Media and advertising revenues dropped 62 percent from the same quarter in 2000 to $28.6 million.

Excite@Home (ATHM: Research, Estimates) derives its revenue from subscriptions to its high-speed Internet service as well as from advertising sales through its Excite.com Web portal. That unit has been a drag on earnings in recent quarters amid a sharp slowdown in the online advertising market.

When the company reported its first-quarter results, it reported a loss that was even wider than executives had told the Street to expect when executives warned of a quarterly shortfall just a week earlier, pinning the blame for the miss squarely on the poor performance of the media business.

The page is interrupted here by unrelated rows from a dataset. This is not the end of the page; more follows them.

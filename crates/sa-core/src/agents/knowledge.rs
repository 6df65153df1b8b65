//! Master agent knowledge base
//!
//! The master agent is primed with a prompt template, a competency map
//! (role -> required skills) and a sub-agent library (agent -> what it
//! assesses). Defaults are compiled in; a prompts directory can replace them.

use std::path::{Path, PathBuf};

use serde_json::Value as JsonValue;
use tracing::{debug, info};

use crate::error::{Error, Result};

pub const PROMPT_FILE: &str = "master_agent_prompt.md";
pub const COMPETENCY_MAP_FILE: &str = "competency_map.json";
pub const SUB_AGENT_LIBRARY_FILE: &str = "sub_agent_library.json";

const DEFAULT_PROMPT: &str = include_str!("../../prompts/master_agent_prompt.md");
const DEFAULT_COMPETENCY_MAP: &str = include_str!("../../prompts/competency_map.json");
const DEFAULT_SUB_AGENT_LIBRARY: &str = include_str!("../../prompts/sub_agent_library.json");

#[derive(Debug, Clone)]
pub struct KnowledgeBase {
    prompt_template: String,
    competency_map: JsonValue,
    sub_agent_library: JsonValue,
}

impl KnowledgeBase {
    /// Knowledge base compiled into the binary
    pub fn builtin() -> Result<Self> {
        Self::from_parts(
            DEFAULT_PROMPT,
            DEFAULT_COMPETENCY_MAP,
            DEFAULT_SUB_AGENT_LIBRARY,
        )
    }

    /// Load from `prompts_dir` if given, otherwise use the built-in defaults
    pub fn load(prompts_dir: Option<&Path>) -> Result<Self> {
        match prompts_dir {
            Some(dir) => Self::from_dir(dir),
            None => Self::builtin(),
        }
    }

    /// Load from the first of `dir`, `../dir`, `../../dir` holding all three files
    pub fn from_dir(dir: &Path) -> Result<Self> {
        let candidates = search_paths(dir);

        let Some(found) = candidates.iter().find(|c| has_all_files(c)) else {
            let searched = candidates
                .iter()
                .map(|p| p.display().to_string())
                .collect::<Vec<_>>()
                .join(", ");
            return Err(Error::KnowledgeBase(format!(
                "Could not find {PROMPT_FILE}, {COMPETENCY_MAP_FILE} and {SUB_AGENT_LIBRARY_FILE} in any of: {searched}"
            )));
        };

        info!("Loading knowledge base from {}", found.display());
        let prompt = std::fs::read_to_string(found.join(PROMPT_FILE))?;
        let competency_map = std::fs::read_to_string(found.join(COMPETENCY_MAP_FILE))?;
        let library = std::fs::read_to_string(found.join(SUB_AGENT_LIBRARY_FILE))?;

        Self::from_parts(&prompt, &competency_map, &library)
    }

    pub fn from_parts(prompt: &str, competency_map: &str, sub_agent_library: &str) -> Result<Self> {
        let competency_map = serde_json::from_str(competency_map)
            .map_err(|e| Error::KnowledgeBase(format!("Invalid competency map: {e}")))?;
        let sub_agent_library = serde_json::from_str(sub_agent_library)
            .map_err(|e| Error::KnowledgeBase(format!("Invalid sub-agent library: {e}")))?;

        Ok(Self {
            prompt_template: prompt.trim().to_string(),
            competency_map,
            sub_agent_library,
        })
    }

    /// Roles listed in the competency map
    pub fn roles(&self) -> Vec<&str> {
        self.competency_map
            .as_object()
            .map(|m| m.keys().map(String::as_str).collect())
            .unwrap_or_default()
    }

    /// Sub-agent names listed in the library
    pub fn sub_agent_names(&self) -> Vec<&str> {
        self.sub_agent_library
            .as_object()
            .map(|m| m.keys().map(String::as_str).collect())
            .unwrap_or_default()
    }

    /// Full system instruction: template followed by both JSON documents
    pub fn instruction(&self) -> String {
        let map = serde_json::to_string_pretty(&self.competency_map).unwrap_or_default();
        let library = serde_json::to_string_pretty(&self.sub_agent_library).unwrap_or_default();

        format!(
            "{}\n\n--- KNOWLEDGE BASE ---\n\nCompetency Map:\n{}\n\nSub-Agent Library:\n{}",
            self.prompt_template, map, library
        )
    }
}

fn search_paths(dir: &Path) -> Vec<PathBuf> {
    if dir.is_absolute() {
        return vec![dir.to_path_buf()];
    }
    vec![
        dir.to_path_buf(),
        Path::new("..").join(dir),
        Path::new("../..").join(dir),
    ]
}

fn has_all_files(dir: &Path) -> bool {
    let found = [PROMPT_FILE, COMPETENCY_MAP_FILE, SUB_AGENT_LIBRARY_FILE]
        .iter()
        .all(|f| dir.join(f).is_file());
    debug!(dir = %dir.display(), found, "Checked knowledge base directory");
    found
}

Excite@Home has been considering selling off its Excite.com portal and other portions of the media business as one of its options to deal with a cash crunch, but executives have said they cannot be certain when or if that will happen.

The company said it ended the quarter with $183.4 million in cash and marketable securities, compared with $104.5 million as of March 31, 2001.

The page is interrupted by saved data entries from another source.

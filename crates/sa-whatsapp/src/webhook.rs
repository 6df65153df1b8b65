//! Webhook server for receiving WhatsApp messages from Twilio

use std::collections::BTreeMap;
use std::sync::Arc;

use axum::{
    extract::{Form, State},
    http::{header, HeaderMap, StatusCode},
    response::{IntoResponse, Response},
    routing::{get, post},
    Json, Router,
};
use serde_json::json;
use tower_http::trace::TraceLayer;
use tracing::{error, info, warn};

use crate::error::{Result, WhatsAppError};
use crate::handler::MessageHandler;
use crate::inbound::IncomingMessage;
use crate::twiml::MessagingResponse;
use crate::twilio::TwilioClient;

const SIGNATURE_HEADER: &str = "x-twilio-signature";

/// Checks `X-Twilio-Signature` against the public webhook URL
pub struct SignatureValidation {
    pub client: Arc<TwilioClient>,
    pub public_url: String,
}

/// Webhook server state
pub struct WebhookState {
    pub handler: Arc<MessageHandler>,
    pub signature: Option<SignatureValidation>,
}

/// Webhook server
pub struct WebhookServer {
    addr: String,
    state: Arc<WebhookState>,
}

impl WebhookServer {
    /// Create a new webhook server listening on `host:port`
    pub fn new(host: &str, port: u16, state: WebhookState) -> Self {
        Self {
            addr: format!("{host}:{port}"),
            state: Arc::new(state),
        }
    }

    /// Start the webhook server
    pub async fn start(self) -> Result<()> {
        info!("Starting WhatsApp webhook server on {}", self.addr);
        info!("Webhook URL: http://{}/twilio-webhook", self.addr);

        let app = router(self.state);

        let listener = tokio::net::TcpListener::bind(&self.addr)
            .await
            .map_err(|e| WhatsAppError::Config(format!("Failed to bind {}: {}", self.addr, e)))?;

        axum::serve(listener, app)
            .await
            .map_err(|e| WhatsAppError::Http(e.to_string()))?;

        Ok(())
    }
}

/// All webhook routes
pub fn router(state: Arc<WebhookState>) -> Router {
    Router::new()
        .route("/twilio-webhook", post(handle_webhook))
        .route("/", get(service_info).post(handle_webhook))
        .route("/health", get(health_check))
        .layer(TraceLayer::new_for_http())
        .with_state(state)
}

async fn health_check() -> impl IntoResponse {
    Json(json!({
        "status": "healthy",
        "timestamp": chrono::Utc::now().to_rfc3339(),
        "version": env!("CARGO_PKG_VERSION"),
        "features": ["text", "images", "native_audio"],
    }))
}

async fn service_info() -> impl IntoResponse {
    Json(json!({
        "service": "skill-assessor",
        "description": "WhatsApp job skill assessment bot",
        "version": env!("CARGO_PKG_VERSION"),
        "endpoints": {
            "webhook": "POST /twilio-webhook",
            "health": "GET /health",
        },
    }))
}

fn twiml(response: MessagingResponse) -> Response {
    match response.to_xml() {
        Ok(xml) => ([(header::CONTENT_TYPE, "application/xml")], xml).into_response(),
        Err(e) => {
            error!("Failed to build TwiML response: {}", e);
            StatusCode::INTERNAL_SERVER_ERROR.into_response()
        }
    }
}

/// Handle incoming WhatsApp webhook
async fn handle_webhook(
    State(state): State<Arc<WebhookState>>,
    headers: HeaderMap,
    Form(params): Form<BTreeMap<String, String>>,
) -> Response {
    if let Some(validation) = &state.signature {
        let Some(signature) = headers
            .get(SIGNATURE_HEADER)
            .and_then(|v| v.to_str().ok())
        else {
            warn!("Missing X-Twilio-Signature header");
            return (StatusCode::FORBIDDEN, "Forbidden").into_response();
        };

        if !validation
            .client
            .verify_signature(&validation.public_url, &params, signature)
        {
            warn!("{}", WhatsAppError::SignatureVerificationFailed);
            return (StatusCode::FORBIDDEN, "Forbidden").into_response();
        }
    }

    let msg = IncomingMessage::from_params(&params);
    info!(
        from = %msg.from,
        num_media = msg.num_media(),
        media_type = msg.media_content_type0.as_deref().unwrap_or(""),
        "Received WhatsApp message"
    );

    // Twilio times out webhooks after 15s; assessment runs after the ack
    let handler = Arc::clone(&state.handler);
    tokio::spawn(async move {
        handler.handle(msg).await;
    });

    twiml(MessagingResponse::new())
}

During the quarter, Excite@Home said it successfully secured $185 million in through the sale of convertible notes and through the restructuring of its optical fiber backbone agreement with AT&T. The company also said it is continuing to pursue alternatives that would reduce its financial exposure to narrowband media operations, which continue to generate financial losses.

The company said it will need to raise additional funds before the end of 2001 to support its operations, with potential sources including sales of certain media operations and financing transactions.

"Despite facing a number of tough challenges, we executed solidly this quarter, posting results in line with our targets and delivering ever-higher levels of network reliability and customer satisfaction," Patti Hart, the company's newly minted chairman and CEO, said in a statement.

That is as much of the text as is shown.